Among the entries, find each line that includes the string "HashMap" and list it.

#### Data provided:
▽

//! Storage traits for tickets, ticket types, and purchases.
//!
//! `compare_and_set_state` is the only way ticket state ever changes. Every
//! higher-level transition (reserve, confirm, release, expire, void) is a
//! single CAS, so correctness under concurrent callers reduces to the
//! atomicity of this one primitive. Implementations must make the
//! compare-and-swap atomic with respect to concurrent callers: a database
//! transaction with a conditional update, or a single-writer lock for the
//! in-memory store.
//!
//! Losers of a CAS race observe [`StoreError::StaleState`] and must re-read
//! before retrying; the allocator's candidate loop does exactly that.

use crate::error::StoreError;
use crate::types::{
    Money, NewTicket, Purchase, PurchaseId, PurchaseOutcome, Ticket, TicketId, TicketState,
    TicketType, TicketTypeId, TicketTypeUpdate,
};
use async_trait::async_trait;
use chrono::{DateTime, Utc};

/// Field payload accompanying a ticket state transition.
///
/// Each variant carries exactly the fields the target state is allowed to
/// populate; the store clears the fields of the state being left.
#[derive(Clone, Debug, PartialEq, Eq)]
pub enum StateFields {
    /// Entering `Reserved`: record the claim
    Reservation {
        /// Claim holder
        reserved_by: String,
        /// When the claim was taken
        reserved_at: DateTime<Utc>,
        /// When the claim lapses
        expires_at: DateTime<Utc>,
    },
    /// Entering `Sold`: record the sale
    Sale {
        /// Payment reference
        sold_to: String,
        /// When the sale was confirmed
        sold_at: DateTime<Utc>,
    },
    /// Entering `Available` or `Void`: clear reservation and sale fields
    Clear,
}

/// Durable record of every imported ticket and its lifecycle state.
///
/// The store is the exclusive owner of `Ticket` and `TicketType` records;
/// all mutation funnels through [`TicketStore::compare_and_set_state`].
#[async_trait]
pub trait TicketStore: Send + Sync {
    /// Fetches a ticket by id.
    ///
    /// # Errors
    ///
    /// Returns [`StoreError::TicketNotFound`] if no such ticket exists.
    async fn get(&self, id: TicketId) -> Result<Ticket, StoreError>;

    /// Fetches a ticket by username.
    ///
    /// # Errors
    ///
    /// Returns error if the store backend fails.
    async fn find_by_username(&self, username: &str) -> Result<Option<Ticket>, StoreError>;

    /// Lists tickets of a type in a given state, ordered by import
    /// sequence, oldest first.
    ///
    /// This ordering is the tie-break for which ticket of a batch gets
    /// sold first.
    ///
    /// # Errors
    ///
    /// Returns error if the store backend fails.
    async fn list_by_type_and_state(
        &self,
        type_id: TicketTypeId,
        state: TicketState,
    ) -> Result<Vec<Ticket>, StoreError>;

    /// Lists all tickets in a given state, ordered by import sequence.
    ///
    /// # Errors
    ///
    /// Returns error if the store backend fails.
    async fn list_by_state(&self, state: TicketState) -> Result<Vec<Ticket>, StoreError>;

    /// Counts tickets of a type in a given state.
    ///
    /// # Errors
    ///
    /// Returns error if the store backend fails.
    async fn count_by_type_and_state(
        &self,
        type_id: TicketTypeId,
        state: TicketState,
    ) -> Result<u64, StoreError>;

    /// Atomically transitions a ticket from `expected` to `new`, applying
    /// `fields`, and returns the updated ticket.
    ///
    /// This is the sole mutation primitive for ticket state.
    ///
    /// # Errors
    ///
    /// Returns [`StoreError::StaleState`] if the ticket's current state
    /// does not match `expected` (the caller lost a race and must
    /// re-read), or [`StoreError::TicketNotFound`] if the ticket is gone.
    async fn compare_and_set_state(
        &self,
        id: TicketId,
        expected: TicketState,
        new: TicketState,
        fields: StateFields,
    ) -> Result<Ticket, StoreError>;

    /// Inserts a batch of new tickets, returning one result per row in
    /// input order. A failed row (duplicate username) never aborts the
    /// rest of the batch.
    ///
    /// Inserted tickets start in state `Available` and receive
    /// monotonically increasing import sequence numbers.
    ///
    /// # Errors
    ///
    /// Returns error only if the store backend fails as a whole; per-row
    /// failures are reported in the returned vector.
    async fn bulk_insert(
        &self,
        tickets: Vec<NewTicket>,
    ) -> Result<Vec<Result<Ticket, StoreError>>, StoreError>;

    /// Fetches a ticket type by id.
    ///
    /// # Errors
    ///
    /// Returns [`StoreError::TypeNotFound`] if no such type exists.
    async fn get_type(&self, id: TicketTypeId) -> Result<TicketType, StoreError>;

    /// Lists all ticket types.
    ///
    /// # Errors
    ///
    /// Returns error if the store backend fails.
    async fn list_types(&self) -> Result<Vec<TicketType>, StoreError>;

    /// Resolves the type matching `{profile, time_limit, data_limit}`,
    /// creating it with `default_price` if absent.
    ///
    /// # Errors
    ///
    /// Returns error if the store backend fails.
    async fn find_or_create_type(
        &self,
        profile: &str,
        time_limit: Option<&str>,
        data_limit: Option<&str>,
        default_price: Money,
    ) -> Result<TicketType, StoreError>;

    /// Applies admin edits to a ticket type and returns the updated type.
    ///
    /// # Errors
    ///
    /// Returns [`StoreError::TypeNotFound`] if no such type exists.
    async fn update_type(
        &self,
        id: TicketTypeId,
        update: TicketTypeUpdate,
    ) -> Result<TicketType, StoreError>;
}

/// Durable record of purchases.
///
/// Outcome changes go through [`PurchaseStore::compare_and_set_outcome`],
/// mirroring the ticket CAS discipline so duplicate payment callbacks race
/// safely across service instances.
#[async_trait]
pub trait PurchaseStore: Send + Sync {
    /// Inserts a new purchase record.
    ///
    /// # Errors
    ///
    /// Returns error if the store backend fails.
    async fn insert(&self, purchase: Purchase) -> Result<(), StoreError>;

    /// Fetches a purchase by id.
    ///
    /// # Errors
    ///
    /// Returns [`StoreError::PurchaseNotFound`] if no such purchase exists.
    async fn get(&self, id: PurchaseId) -> Result<Purchase, StoreError>;

    /// Binds the reserved ticket to a pending purchase.
    ///
    /// # Errors
    ///
    /// Returns [`StoreError::PurchaseNotFound`] if no such purchase exists.
    async fn bind_ticket(&self, id: PurchaseId, ticket_id: TicketId) -> Result<(), StoreError>;

    /// Atomically transitions a purchase outcome from `expected` to `new`,
    /// optionally recording the payment reference, and returns the updated
    /// purchase.
    ///
    /// # Errors
    ///
    /// Returns [`StoreError::StaleOutcome`] if the current outcome does
    /// not match `expected`.
    async fn compare_and_set_outcome(
        &self,
        id: PurchaseId,
        expected: PurchaseOutcome,
        new: PurchaseOutcome,
        payment_ref: Option<String>,
        updated_at: DateTime<Utc>,
    ) -> Result<Purchase, StoreError>;

    /// Lists purchases still awaiting a payment result.
    ///
    /// # Errors
    ///
    /// Returns error if the store backend fails.
    async fn list_pending(&self) -> Result<Vec<Purchase>, StoreError>;
}
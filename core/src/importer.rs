//! Batch import of pre-generated tickets.
//!
//! Rows come from an external generator export (username, password,
//! profile, limits, comment). Each row is validated independently: one bad
//! row never aborts the batch, it just lands in the report with its 1-based
//! row number. Duplicate usernames are rejected by the store rather than
//! overwritten, so re-importing a batch can never double-count inventory.

use crate::error::StoreError;
use crate::store::TicketStore;
use crate::types::{ImportReport, ImportRow, Money, NewTicket, TicketTypeId};
use std::collections::HashMap;
use std::sync::Arc;

/// Key identifying a ticket type triple within one batch.
type TypeKey = (String, Option<String>, Option<String>);

/// Translates uploaded batches into ticket store rows.
pub struct TicketImporter {
    store: Arc<dyn TicketStore>,
    default_price: Money,
}

impl TicketImporter {
    /// Creates an importer. `default_price` is assigned to ticket types the
    /// batch auto-creates.
    #[must_use]
    pub fn new(store: Arc<dyn TicketStore>, default_price: Money) -> Self {
        Self {
            store,
            default_price,
        }
    }

    /// Imports a batch of raw rows.
    ///
    /// Returns the per-batch report; row-level failures are collected in
    /// [`ImportReport::errors`], never propagated.
    ///
    /// # Errors
    ///
    /// Returns error only if the store backend fails as a whole.
    pub async fn import(&self, rows: Vec<ImportRow>) -> Result<ImportReport, StoreError> {
        let mut failures: Vec<(usize, String)> = Vec::new();
        let mut accepted: Vec<usize> = Vec::new();
        let mut tickets: Vec<NewTicket> = Vec::new();
        let mut type_cache: HashMap<TypeKey, TicketTypeId> = HashMap::new();

        for (index, row) in rows.into_iter().enumerate() {
            let line = index + 1;
            match self.prepare_row(&row, &mut type_cache).await {
                Ok(ticket) => {
                    accepted.push(line);
                    tickets.push(ticket);
                }
                Err(RowError::Invalid(reason)) => failures.push((line, reason)),
                Err(RowError::Store(err)) => return Err(err),
            }
        }

        let results = self.store.bulk_insert(tickets).await?;
        let mut imported = 0;
        for (line, result) in accepted.into_iter().zip(results) {
            match result {
                Ok(_) => imported += 1,
                Err(err) => failures.push((line, err.to_string())),
            }
        }

        failures.sort_by_key(|(line, _)| *line);
        let report = ImportReport {
            imported,
            failed: failures.len(),
            errors: failures
                .into_iter()
                .map(|(line, reason)| format!("row {line}: {reason}"))
                .collect(),
        };

        tracing::info!(
            imported = report.imported,
            failed = report.failed,
            "ticket batch imported"
        );
        Ok(report)
    }

    /// Validates one row and resolves its ticket type.
    async fn prepare_row(
        &self,
        row: &ImportRow,
        type_cache: &mut HashMap<TypeKey, TicketTypeId>,
    ) -> Result<NewTicket, RowError> {
        let username = row.username.trim();
        if username.is_empty() {
            return Err(RowError::Invalid("username is empty".to_string()));
        }
        let password = row.password.trim();
        if password.is_empty() {
            return Err(RowError::Invalid("password is empty".to_string()));
        }
        let profile = row.profile.trim();
        if profile.is_empty() {
            return Err(RowError::Invalid("profile is empty".to_string()));
        }

        let time_limit = normalize(row.time_limit.as_deref());
        let data_limit = normalize(row.data_limit.as_deref());

        let key: TypeKey = (
            profile.to_string(),
            time_limit.map(str::to_string),
            data_limit.map(str::to_string),
        );
        let type_id = match type_cache.get(&key) {
            Some(id) => *id,
            None => {
                let ticket_type = self
                    .store
                    .find_or_create_type(profile, time_limit, data_limit, self.default_price)
                    .await
                    .map_err(RowError::Store)?;
                if ticket_type.price.is_zero() {
                    tracing::warn!(
                        profile,
                        type_id = %ticket_type.id,
                        "ticket type has zero price; tickets of this type sell for free"
                    );
                }
                type_cache.insert(key, ticket_type.id);
                ticket_type.id
            }
        };

        Ok(NewTicket {
            username: username.to_string(),
            password: password.to_string(),
            type_id,
            comment: normalize(row.comment.as_deref()).map(str::to_string),
        })
    }
}

/// Trims a raw optional cell, mapping empty to `None`.
fn normalize(value: Option<&str>) -> Option<&str> {
    value.map(str::trim).filter(|v| !v.is_empty())
}

enum RowError {
    Invalid(String),
    Store(StoreError),
}
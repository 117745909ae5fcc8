//! # Hotspot Testing
//!
//! Testing utilities for the hotspot portal:
//!
//! - A mutable mock clock so reservation expiry can be driven
//!   deterministically
//! - A recording, fault-injecting mock device provisioner
//! - A recording mock payment gateway (payment results are delivered by
//!   the test through the orchestrator's callback entry point)
//! - Builders for import batches
//!
//! ## Example
//!
//! ```
//! use hotspot_testing::mocks::MockClock;
//! use hotspot_core::environment::Clock;
//! use chrono::Duration;
//!
//! let clock = MockClock::default();
//! let before = clock.now();
//! clock.advance(Duration::minutes(10));
//! assert_eq!(clock.now() - before, Duration::minutes(10));
//! ```

/// Mock implementations of the core capability and environment traits.
pub mod mocks {
    use async_trait::async_trait;
    use chrono::{DateTime, Duration, Utc};
    use hotspot_core::capabilities::{Credential, DeviceProvisioner, PaymentConfirmation};
    use hotspot_core::environment::Clock;
    use hotspot_core::error::{PaymentError, ProvisionerError};
    use hotspot_core::types::{Money, PurchaseId};
    use std::sync::{Mutex, PoisonError};

    /// Mutable clock for deterministic tests.
    ///
    /// Starts at a fixed instant (2025-01-01 00:00:00 UTC by default) and
    /// only moves when the test advances it.
    #[derive(Debug)]
    pub struct MockClock {
        time: Mutex<DateTime<Utc>>,
    }

    impl MockClock {
        /// Creates a clock pinned to `time`.
        #[must_use]
        pub const fn new(time: DateTime<Utc>) -> Self {
            Self {
                time: Mutex::new(time),
            }
        }

        /// Moves the clock forward by `delta`.
        pub fn advance(&self, delta: Duration) {
            let mut time = self.time.lock().unwrap_or_else(PoisonError::into_inner);
            *time += delta;
        }

        /// Pins the clock to `time`.
        pub fn set(&self, time: DateTime<Utc>) {
            *self.time.lock().unwrap_or_else(PoisonError::into_inner) = time;
        }
    }

    impl Default for MockClock {
        #[allow(clippy::expect_used)]
        fn default() -> Self {
            Self::new(
                DateTime::parse_from_rfc3339("2025-01-01T00:00:00Z")
                    .expect("hardcoded timestamp should always parse")
                    .with_timezone(&Utc),
            )
        }
    }

    impl Clock for MockClock {
        fn now(&self) -> DateTime<Utc> {
            *self.time.lock().unwrap_or_else(PoisonError::into_inner)
        }
    }

    #[derive(Debug, Default)]
    struct ProvisionerState {
        active: Vec<String>,
        provisioned: Vec<Credential>,
        revoked: Vec<String>,
        fail_next: usize,
        offline: bool,
    }

    /// Recording mock device provisioner.
    ///
    /// Tracks every provisioned credential and the set of active usernames;
    /// failures can be injected per-call (`fail_next`) or wholesale
    /// (`set_offline`).
    #[derive(Debug, Default)]
    pub struct MockProvisioner {
        state: Mutex<ProvisionerState>,
    }

    impl MockProvisioner {
        /// Creates an empty provisioner.
        #[must_use]
        pub fn new() -> Self {
            Self::default()
        }

        /// Seeds an active credential, as if provisioned out of band.
        pub fn activate(&self, username: &str) {
            let mut state = self.state.lock().unwrap_or_else(PoisonError::into_inner);
            state.active.push(username.to_string());
        }

        /// Makes the next `count` provisioning calls fail.
        pub fn fail_next(&self, count: usize) {
            self.state
                .lock()
                .unwrap_or_else(PoisonError::into_inner)
                .fail_next = count;
        }

        /// Toggles full unreachability.
        pub fn set_offline(&self, offline: bool) {
            self.state
                .lock()
                .unwrap_or_else(PoisonError::into_inner)
                .offline = offline;
        }

        /// Credentials successfully provisioned so far.
        #[must_use]
        pub fn provisioned(&self) -> Vec<Credential> {
            self.state
                .lock()
                .unwrap_or_else(PoisonError::into_inner)
                .provisioned
                .clone()
        }

        /// Usernames currently active on the mock device.
        #[must_use]
        pub fn active(&self) -> Vec<String> {
            self.state
                .lock()
                .unwrap_or_else(PoisonError::into_inner)
                .active
                .clone()
        }

        /// Usernames revoked so far.
        #[must_use]
        pub fn revoked(&self) -> Vec<String> {
            self.state
                .lock()
                .unwrap_or_else(PoisonError::into_inner)
                .revoked
                .clone()
        }
    }

    #[async_trait]
    impl DeviceProvisioner for MockProvisioner {
        async fn provision_credential(
            &self,
            credential: &Credential,
        ) -> Result<(), ProvisionerError> {
            let mut state = self.state.lock().unwrap_or_else(PoisonError::into_inner);
            if state.offline {
                return Err(ProvisionerError::Unavailable {
                    message: "mock device offline".to_string(),
                });
            }
            if state.fail_next > 0 {
                state.fail_next -= 1;
                return Err(ProvisionerError::Rejected {
                    reason: "injected failure".to_string(),
                });
            }
            state.active.push(credential.username.clone());
            state.provisioned.push(credential.clone());
            Ok(())
        }

        async fn list_active_credentials(&self) -> Result<Vec<String>, ProvisionerError> {
            let state = self.state.lock().unwrap_or_else(PoisonError::into_inner);
            if state.offline {
                return Err(ProvisionerError::Unavailable {
                    message: "mock device offline".to_string(),
                });
            }
            Ok(state.active.clone())
        }

        async fn revoke_credential(&self, username: &str) -> Result<(), ProvisionerError> {
            let mut state = self.state.lock().unwrap_or_else(PoisonError::into_inner);
            if state.offline {
                return Err(ProvisionerError::Unavailable {
                    message: "mock device offline".to_string(),
                });
            }
            let before = state.active.len();
            state.active.retain(|name| name != username);
            if state.active.len() == before {
                return Err(ProvisionerError::Rejected {
                    reason: format!("unknown user {username}"),
                });
            }
            state.revoked.push(username.to_string());
            Ok(())
        }
    }

    /// One recorded confirmation request.
    #[derive(Clone, Debug, PartialEq, Eq)]
    pub struct ConfirmationRequest {
        /// Purchase the provider was asked to collect for
        pub purchase_id: PurchaseId,
        /// Amount requested
        pub amount: Money,
        /// Contact passed through
        pub buyer_contact: Option<String>,
    }

    #[derive(Debug, Default)]
    struct GatewayState {
        requests: Vec<ConfirmationRequest>,
        fail_next: usize,
    }

    /// Recording mock payment gateway.
    ///
    /// Only records confirmation requests; tests deliver the asynchronous
    /// payment result themselves via the orchestrator.
    #[derive(Debug, Default)]
    pub struct MockPaymentGateway {
        state: Mutex<GatewayState>,
    }

    impl MockPaymentGateway {
        /// Creates a gateway that accepts every request.
        #[must_use]
        pub fn new() -> Self {
            Self::default()
        }

        /// Makes the next `count` confirmation requests fail.
        pub fn fail_next(&self, count: usize) {
            self.state
                .lock()
                .unwrap_or_else(PoisonError::into_inner)
                .fail_next = count;
        }

        /// Confirmation requests recorded so far.
        #[must_use]
        pub fn requests(&self) -> Vec<ConfirmationRequest> {
            self.state
                .lock()
                .unwrap_or_else(PoisonError::into_inner)
                .requests
                .clone()
        }
    }

    #[async_trait]
    impl PaymentConfirmation for MockPaymentGateway {
        async fn request_confirmation(
            &self,
            purchase_id: PurchaseId,
            amount: Money,
            buyer_contact: Option<&str>,
        ) -> Result<(), PaymentError> {
            let mut state = self.state.lock().unwrap_or_else(PoisonError::into_inner);
            if state.fail_next > 0 {
                state.fail_next -= 1;
                return Err(PaymentError::Unavailable {
                    message: "injected gateway failure".to_string(),
                });
            }
            state.requests.push(ConfirmationRequest {
                purchase_id,
                amount,
                buyer_contact: buyer_contact.map(str::to_string),
            });
            Ok(())
        }
    }
}

/// Builders for test data.
pub mod helpers {
    use hotspot_core::types::ImportRow;

    /// Builds an import row with no limits and no comment.
    #[must_use]
    pub fn import_row(username: &str, password: &str, profile: &str) -> ImportRow {
        ImportRow {
            username: username.to_string(),
            password: password.to_string(),
            profile: profile.to_string(),
            time_limit: None,
            data_limit: None,
            comment: None,
        }
    }

    /// Builds a batch of rows for one profile, usernames `u1..uN`.
    #[must_use]
    pub fn import_batch(profile: &str, count: usize) -> Vec<ImportRow> {
        (1..=count)
            .map(|n| import_row(&format!("u{n}"), &format!("p{n}"), profile))
            .collect()
    }
}
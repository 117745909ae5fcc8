//! Business metrics for the portal.
//!
//! # Exported Metrics
//!
//! ## Counters
//! - `hotspot_tickets_imported_total` - Tickets imported successfully
//! - `hotspot_import_rows_failed_total` - Import rows rejected
//! - `hotspot_purchases_total{outcome}` - Purchases by settled outcome
//! - `hotspot_reservations_expired_total` - Reservations recycled by the sweep
//! - `hotspot_drift_entries_total{direction}` - Drift findings per sweep
//!
//! All inventory counts (available/reserved/sold) are derived from the
//! store on read; they are intentionally not mirrored into gauges that
//! could drift from the underlying records.

use hotspot_core::sweeper::DriftReport;
use hotspot_core::types::{ImportReport, PurchaseOutcome};
use metrics::{counter, describe_counter};

/// Initialize and register all business metric descriptions.
///
/// Call once at application startup, before any metrics are recorded.
pub fn register_metrics() {
    describe_counter!(
        "hotspot_tickets_imported_total",
        "Total tickets imported successfully"
    );
    describe_counter!(
        "hotspot_import_rows_failed_total",
        "Total import rows rejected with a row-level error"
    );
    describe_counter!(
        "hotspot_purchases_created_total",
        "Total purchases created"
    );
    describe_counter!(
        "hotspot_purchases_total",
        "Total purchases by settled outcome (confirmed, failed, expired)"
    );
    describe_counter!(
        "hotspot_reservations_expired_total",
        "Total stale reservations returned to the pool by the sweep"
    );
    describe_counter!(
        "hotspot_drift_entries_total",
        "Total store/device drift findings by direction"
    );
}

/// Records an import batch result.
pub fn record_import(report: &ImportReport) {
    counter!("hotspot_tickets_imported_total").increment(report.imported as u64);
    counter!("hotspot_import_rows_failed_total").increment(report.failed as u64);
}

/// Records a purchase creation.
pub fn record_purchase_created() {
    counter!("hotspot_purchases_created_total").increment(1);
}

/// Records a settled purchase outcome.
pub fn record_purchase_outcome(outcome: &PurchaseOutcome) {
    if outcome.is_terminal() {
        counter!("hotspot_purchases_total", "outcome" => outcome.as_str()).increment(1);
    }
}

/// Records the results of one sweep pass.
pub fn record_sweep(expired_reservations: u64, expired_purchases: u64) {
    counter!("hotspot_reservations_expired_total").increment(expired_reservations);
    counter!("hotspot_purchases_total", "outcome" => "expired").increment(expired_purchases);
}

/// Records drift findings.
pub fn record_drift(report: &DriftReport) {
    counter!("hotspot_drift_entries_total", "direction" => "missing_on_device")
        .increment(report.missing_on_device.len() as u64);
    counter!("hotspot_drift_entries_total", "direction" => "unknown_on_device")
        .increment(report.unknown_on_device.len() as u64);
}
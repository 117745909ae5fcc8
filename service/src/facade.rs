//! Surfaces exposed to the surrounding UI/API layers.
//!
//! These are the operations the pages call: batch import, type listing
//! with live availability, the purchase lifecycle, and admin inventory
//! stats. All counts are derived from per-ticket state at read time.

use crate::app::{AppError, PortalApp};
use crate::metrics;
use hotspot_core::capabilities::PaymentResult;
use hotspot_core::types::{
    ImportReport, ImportRow, Purchase, PurchaseId, TicketState, TicketType, TicketTypeId,
    TypeStats,
};
use serde::{Deserialize, Serialize};

/// A ticket type with its live availability.
#[derive(Clone, Debug, PartialEq, Eq, Serialize, Deserialize)]
pub struct TicketTypeSummary {
    /// The type
    pub ticket_type: TicketType,
    /// Tickets currently available for sale
    pub available_count: u64,
}

impl PortalApp {
    /// Imports a CSV export from the ticket generator.
    ///
    /// Expects the columns `Username,Password,Profile,Time Limit,Data
    /// Limit,Comment`; a leading header row is skipped. Row-level problems
    /// land in the report, they never abort the batch.
    ///
    /// # Errors
    ///
    /// Returns error only if the store backend fails as a whole.
    pub async fn import_csv(&self, csv_text: &str) -> Result<ImportReport, AppError> {
        let rows = parse_csv(csv_text);
        let report = self.importer().import(rows).await?;
        metrics::record_import(&report);
        Ok(report)
    }

    /// Lists ticket types with their live available counts.
    ///
    /// # Errors
    ///
    /// Returns error if the store backend fails.
    pub async fn list_ticket_types(&self) -> Result<Vec<TicketTypeSummary>, AppError> {
        let mut summaries = Vec::new();
        for ticket_type in self.tickets().list_types().await? {
            let available_count = self
                .tickets()
                .count_by_type_and_state(ticket_type.id, TicketState::Available)
                .await?;
            summaries.push(TicketTypeSummary {
                ticket_type,
                available_count,
            });
        }
        Ok(summaries)
    }

    /// Starts a purchase for the given type.
    ///
    /// # Errors
    ///
    /// Returns the orchestrator's typed failure: out of stock, inactive
    /// type, or payment request failure.
    pub async fn create_purchase(
        &self,
        type_id: TicketTypeId,
        buyer_ref: String,
        buyer_contact: Option<String>,
    ) -> Result<Purchase, AppError> {
        let purchase = self
            .orchestrator()
            .create_purchase(type_id, buyer_ref, buyer_contact)
            .await?;
        metrics::record_purchase_created();
        Ok(purchase)
    }

    /// Polls a purchase, settling it as expired when its reservation has
    /// lapsed.
    ///
    /// # Errors
    ///
    /// Returns error for unknown purchase ids.
    pub async fn purchase_status(&self, purchase_id: PurchaseId) -> Result<Purchase, AppError> {
        Ok(self.orchestrator().status(purchase_id).await?)
    }

    /// Cancels a purchase before payment confirmation.
    ///
    /// # Errors
    ///
    /// Returns error once the purchase is settled.
    pub async fn cancel_purchase(&self, purchase_id: PurchaseId) -> Result<Purchase, AppError> {
        Ok(self.orchestrator().cancel(purchase_id).await?)
    }

    /// Entry point for the payment provider's result callback.
    ///
    /// Safe under at-least-once delivery; see
    /// [`hotspot_core::orchestrator::PurchaseOrchestrator::handle_payment_result`].
    ///
    /// # Errors
    ///
    /// Returns error when a success result arrives after the reservation
    /// lapsed.
    pub async fn payment_webhook(
        &self,
        purchase_id: PurchaseId,
        result: PaymentResult,
    ) -> Result<Purchase, AppError> {
        let purchase = self
            .orchestrator()
            .handle_payment_result(purchase_id, result)
            .await?;
        metrics::record_purchase_outcome(&purchase.outcome);
        Ok(purchase)
    }

    /// Per-type inventory stats for the admin dashboard.
    ///
    /// Revenue is derived (`price` times sold count), never a stored
    /// counter.
    ///
    /// # Errors
    ///
    /// Returns error if the store backend fails.
    pub async fn inventory_stats(&self) -> Result<Vec<TypeStats>, AppError> {
        let mut stats = Vec::new();
        for ticket_type in self.tickets().list_types().await? {
            let mut counts = [0_u64; 4];
            for (slot, state) in counts.iter_mut().zip(TicketState::ALL) {
                *slot = self
                    .tickets()
                    .count_by_type_and_state(ticket_type.id, state)
                    .await?;
            }
            let [available, reserved, sold, void] = counts;
            stats.push(TypeStats {
                type_id: ticket_type.id,
                name: ticket_type.name,
                price: ticket_type.price,
                available,
                reserved,
                sold,
                void,
                revenue: ticket_type.price.saturating_multiply(sold),
            });
        }
        Ok(stats)
    }
}

/// Parses the generator's CSV export into raw import rows.
///
/// Keeps parsing deliberately simple: the generator emits plain
/// comma-separated lines without quoting, and the trailing comment column
/// swallows any extra commas.
fn parse_csv(text: &str) -> Vec<ImportRow> {
    let mut rows = Vec::new();
    for line in text.lines() {
        let line = line.trim();
        if line.is_empty() {
            continue;
        }
        // Header row from the export template.
        if line.to_ascii_lowercase().starts_with("username,") {
            continue;
        }

        let mut fields = line.splitn(6, ',').map(str::trim);
        let username = fields.next().unwrap_or_default().to_string();
        let password = fields.next().unwrap_or_default().to_string();
        let profile = fields.next().unwrap_or_default().to_string();
        let time_limit = fields.next().map(str::to_string);
        let data_limit = fields.next().map(str::to_string);
        let comment = fields.next().map(str::to_string);

        rows.push(ImportRow {
            username,
            password,
            profile,
            time_limit,
            data_limit,
            comment,
        });
    }
    rows
}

△

#### Exercise output:
use std::collections::HashMap;
        let mut type_cache: HashMap<TypeKey, TicketTypeId> = HashMap::new();
        type_cache: &mut HashMap<TypeKey, TicketTypeId>,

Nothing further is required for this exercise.